▸ WORK REQUEST: Each entry must be printed again without a single change.

▸ Entries taken from a collection:
*** Block opens ***
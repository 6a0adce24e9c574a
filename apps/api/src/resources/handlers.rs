use axum::{
    extract::{multipart::MultipartRejection, FromRequest, Multipart, Path, Request, State},
    http::{header, HeaderMap, StatusCode},
    response::{IntoResponse, Response},
    Form, Json,
};
use serde::Serialize;

use crate::blob::serves_inline;
use crate::errors::AppError;
use crate::models::{ProjectRecord, ResumeRecord};
use crate::resources::upload::{read_project_form, read_resume_form, ProjectForm};
use crate::resources::ProjectFields;
use crate::state::AppState;

#[derive(Serialize)]
pub struct ProjectCreatedResponse {
    pub message: String,
    pub project: ProjectRecord,
}

#[derive(Serialize)]
#[serde(rename_all = "camelCase")]
pub struct ResumeUploadedResponse {
    pub message: String,
    pub file_path: String,
}

/// Media type of the request body, lowercased and without parameters.
fn body_media_type(headers: &HeaderMap) -> String {
    headers
        .get(header::CONTENT_TYPE)
        .and_then(|v| v.to_str().ok())
        .and_then(|v| v.split(';').next())
        .map(|v| v.trim().to_ascii_lowercase())
        .unwrap_or_default()
}

/// POST /api/projects
///
/// Accepts multipart (with an optional `image` part), JSON or urlencoded bodies.
/// Only multipart submissions can carry an image.
pub async fn handle_create_project(
    State(state): State<AppState>,
    request: Request,
) -> Result<(StatusCode, Json<ProjectCreatedResponse>), AppError> {
    let form = match body_media_type(request.headers()).as_str() {
        "application/json" => {
            let Json(fields) = Json::<ProjectFields>::from_request(request, &state).await?;
            ProjectForm {
                fields,
                image: None,
            }
        }
        "application/x-www-form-urlencoded" => {
            let Form(fields) = Form::<ProjectFields>::from_request(request, &state).await?;
            ProjectForm {
                fields,
                image: None,
            }
        }
        _ => read_project_form(Multipart::from_request(request, &state).await?).await?,
    };
    let project = state.store.submit_project(form.fields, form.image).await?;
    Ok((
        StatusCode::CREATED,
        Json(ProjectCreatedResponse {
            message: "Project added successfully".to_string(),
            project,
        }),
    ))
}

/// GET /api/projects
pub async fn handle_list_projects(
    State(state): State<AppState>,
) -> Result<Json<Vec<ProjectRecord>>, AppError> {
    Ok(Json(state.store.list_projects().await?))
}

/// POST /api/resume
pub async fn handle_upload_resume(
    State(state): State<AppState>,
    multipart: Result<Multipart, MultipartRejection>,
) -> Result<Json<ResumeUploadedResponse>, AppError> {
    let upload = read_resume_form(multipart?).await?;
    let resume = state.store.submit_resume(upload).await?;
    Ok(Json(ResumeUploadedResponse {
        message: "Resume uploaded successfully".to_string(),
        file_path: resume.file_path,
    }))
}

/// GET /api/resume
pub async fn handle_get_resume(
    State(state): State<AppState>,
) -> Result<Json<ResumeRecord>, AppError> {
    Ok(Json(state.store.latest_resume().await?))
}

/// GET /uploads/:key
pub async fn handle_get_upload(
    State(state): State<AppState>,
    Path(key): Path<String>,
) -> Result<Response, AppError> {
    let blob = state.store.open_blob(&key).await?;
    let disposition = if serves_inline(&key) {
        "inline"
    } else {
        "attachment"
    };
    // Retired résumés must stop being served as soon as they are replaced.
    Ok((
        [
            (header::CONTENT_TYPE, blob.content_type),
            (header::X_CONTENT_TYPE_OPTIONS, "nosniff".to_string()),
            (header::CONTENT_DISPOSITION, disposition.to_string()),
            (header::CACHE_CONTROL, "no-cache".to_string()),
        ],
        blob.bytes,
    )
        .into_response())
}
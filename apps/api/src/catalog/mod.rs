//! Metadata Catalog — persistent records for projects and the résumé.
//!
//! Production uses `PgCatalog`; tests swap in `MemoryCatalog` behind the same trait.

#[cfg(test)]
pub mod memory;
pub mod postgres;

use async_trait::async_trait;
use thiserror::Error;

use crate::models::{NewProject, NewResume, ProjectRecord, ResumeRecord};

#[cfg(test)]
pub use memory::MemoryCatalog;
pub use postgres::PgCatalog;

#[derive(Debug, Error)]
pub enum CatalogError {
    #[error("database error: {0}")]
    Database(#[from] sqlx::Error),

    #[error("migration error: {0}")]
    Migration(#[from] sqlx::migrate::MigrateError),
}

/// Outcome of installing a new résumé: the live record plus every row it displaced.
#[derive(Debug, Clone)]
pub struct ResumeSwap {
    pub record: ResumeRecord,
    pub retired: Vec<ResumeRecord>,
}

#[async_trait]
pub trait Catalog: Send + Sync {
    async fn insert_project(&self, project: NewProject) -> Result<ProjectRecord, CatalogError>;

    /// All projects, most recently created first.
    async fn list_projects(&self) -> Result<Vec<ProjectRecord>, CatalogError>;

    /// Atomically removes every existing résumé row and inserts `resume`.
    async fn replace_resume(&self, resume: NewResume) -> Result<ResumeSwap, CatalogError>;

    async fn latest_resume(&self) -> Result<Option<ResumeRecord>, CatalogError>;

    async fn count_resumes(&self) -> Result<i64, CatalogError>;
}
*** Block closes ***
▸ RESPONSE:
repository 6a0adce24e9c574a
filename apps/api/src/resources/handlers.rs
use axum::{
    extract::{multipart::MultipartRejection, FromRequest, Multipart, Path, Request, State},
    http::{header, HeaderMap, StatusCode},
    response::{IntoResponse, Response},
    Form, Json,
};
use serde::Serialize;

use crate::blob::serves_inline;
use crate::errors::AppError;
use crate::models::{ProjectRecord, ResumeRecord};
use crate::resources::upload::{read_project_form, read_resume_form, ProjectForm};
use crate::resources::ProjectFields;
use crate::state::AppState;

#[derive(Serialize)]
pub struct ProjectCreatedResponse {
    pub message: String,
    pub project: ProjectRecord,
}

#[derive(Serialize)]
#[serde(rename_all = "camelCase")]
pub struct ResumeUploadedResponse {
    pub message: String,
    pub file_path: String,
}

/// Media type of the request body, lowercased and without parameters.
fn body_media_type(headers: &HeaderMap) -> String {
    headers
        .get(header::CONTENT_TYPE)
        .and_then(|v| v.to_str().ok())
        .and_then(|v| v.split(';').next())
        .map(|v| v.trim().to_ascii_lowercase())
        .unwrap_or_default()
}

/// POST /api/projects
///
/// Accepts multipart (with an optional `image` part), JSON or urlencoded bodies.
/// Only multipart submissions can carry an image.
pub async fn handle_create_project(
    State(state): State<AppState>,
    request: Request,
) -> Result<(StatusCode, Json<ProjectCreatedResponse>), AppError> {
    let form = match body_media_type(request.headers()).as_str() {
        "application/json" => {
            let Json(fields) = Json::<ProjectFields>::from_request(request, &state).await?;
            ProjectForm {
                fields,
                image: None,
            }
        }
        "application/x-www-form-urlencoded" => {
            let Form(fields) = Form::<ProjectFields>::from_request(request, &state).await?;
            ProjectForm {
                fields,
                image: None,
            }
        }
        _ => read_project_form(Multipart::from_request(request, &state).await?).await?,
    };
    let project = state.store.submit_project(form.fields, form.image).await?;
    Ok((
        StatusCode::CREATED,
        Json(ProjectCreatedResponse {
            message: "Project added successfully".to_string(),
            project,
        }),
    ))
}

/// GET /api/projects
pub async fn handle_list_projects(
    State(state): State<AppState>,
) -> Result<Json<Vec<ProjectRecord>>, AppError> {
    Ok(Json(state.store.list_projects().await?))
}

/// POST /api/resume
pub async fn handle_upload_resume(
    State(state): State<AppState>,
    multipart: Result<Multipart, MultipartRejection>,
) -> Result<Json<ResumeUploadedResponse>, AppError> {
    let upload = read_resume_form(multipart?).await?;
    let resume = state.store.submit_resume(upload).await?;
    Ok(Json(ResumeUploadedResponse {
        message: "Resume uploaded successfully".to_string(),
        file_path: resume.file_path,
    }))
}

/// GET /api/resume
pub async fn handle_get_resume(
    State(state): State<AppState>,
) -> Result<Json<ResumeRecord>, AppError> {
    Ok(Json(state.store.latest_resume().await?))
}

/// GET /uploads/:key
pub async fn handle_get_upload(
    State(state): State<AppState>,
    Path(key): Path<String>,
) -> Result<Response, AppError> {
    let blob = state.store.open_blob(&key).await?;
    let disposition = if serves_inline(&key) {
        "inline"
    } else {
        "attachment"
    };
    // Retired résumés must stop being served as soon as they are replaced.
    Ok((
        [
            (header::CONTENT_TYPE, blob.content_type),
            (header::X_CONTENT_TYPE_OPTIONS, "nosniff".to_string()),
            (header::CONTENT_DISPOSITION, disposition.to_string()),
            (header::CACHE_CONTROL, "no-cache".to_string()),
        ],
        blob.bytes,
    )
        .into_response())
}
filename apps/api/src/catalog/mod.rs
//! Metadata Catalog — persistent records for projects and the résumé.
//!
//! Production uses `PgCatalog`; tests swap in `MemoryCatalog` behind the same trait.

#[cfg(test)]
pub mod memory;
pub mod postgres;

use async_trait::async_trait;
use thiserror::Error;

use crate::models::{NewProject, NewResume, ProjectRecord, ResumeRecord};

#[cfg(test)]
pub use memory::MemoryCatalog;
pub use postgres::PgCatalog;

#[derive(Debug, Error)]
pub enum CatalogError {
    #[error("database error: {0}")]
    Database(#[from] sqlx::Error),

    #[error("migration error: {0}")]
    Migration(#[from] sqlx::migrate::MigrateError),
}

/// Outcome of installing a new résumé: the live record plus every row it displaced.
#[derive(Debug, Clone)]
pub struct ResumeSwap {
    pub record: ResumeRecord,
    pub retired: Vec<ResumeRecord>,
}

#[async_trait]
pub trait Catalog: Send + Sync {
    async fn insert_project(&self, project: NewProject) -> Result<ProjectRecord, CatalogError>;

    /// All projects, most recently created first.
    async fn list_projects(&self) -> Result<Vec<ProjectRecord>, CatalogError>;

    /// Atomically removes every existing résumé row and inserts `resume`.
    async fn replace_resume(&self, resume: NewResume) -> Result<ResumeSwap, CatalogError>;

    async fn latest_resume(&self) -> Result<Option<ResumeRecord>, CatalogError>;

    async fn count_resumes(&self) -> Result<i64, CatalogError>;
}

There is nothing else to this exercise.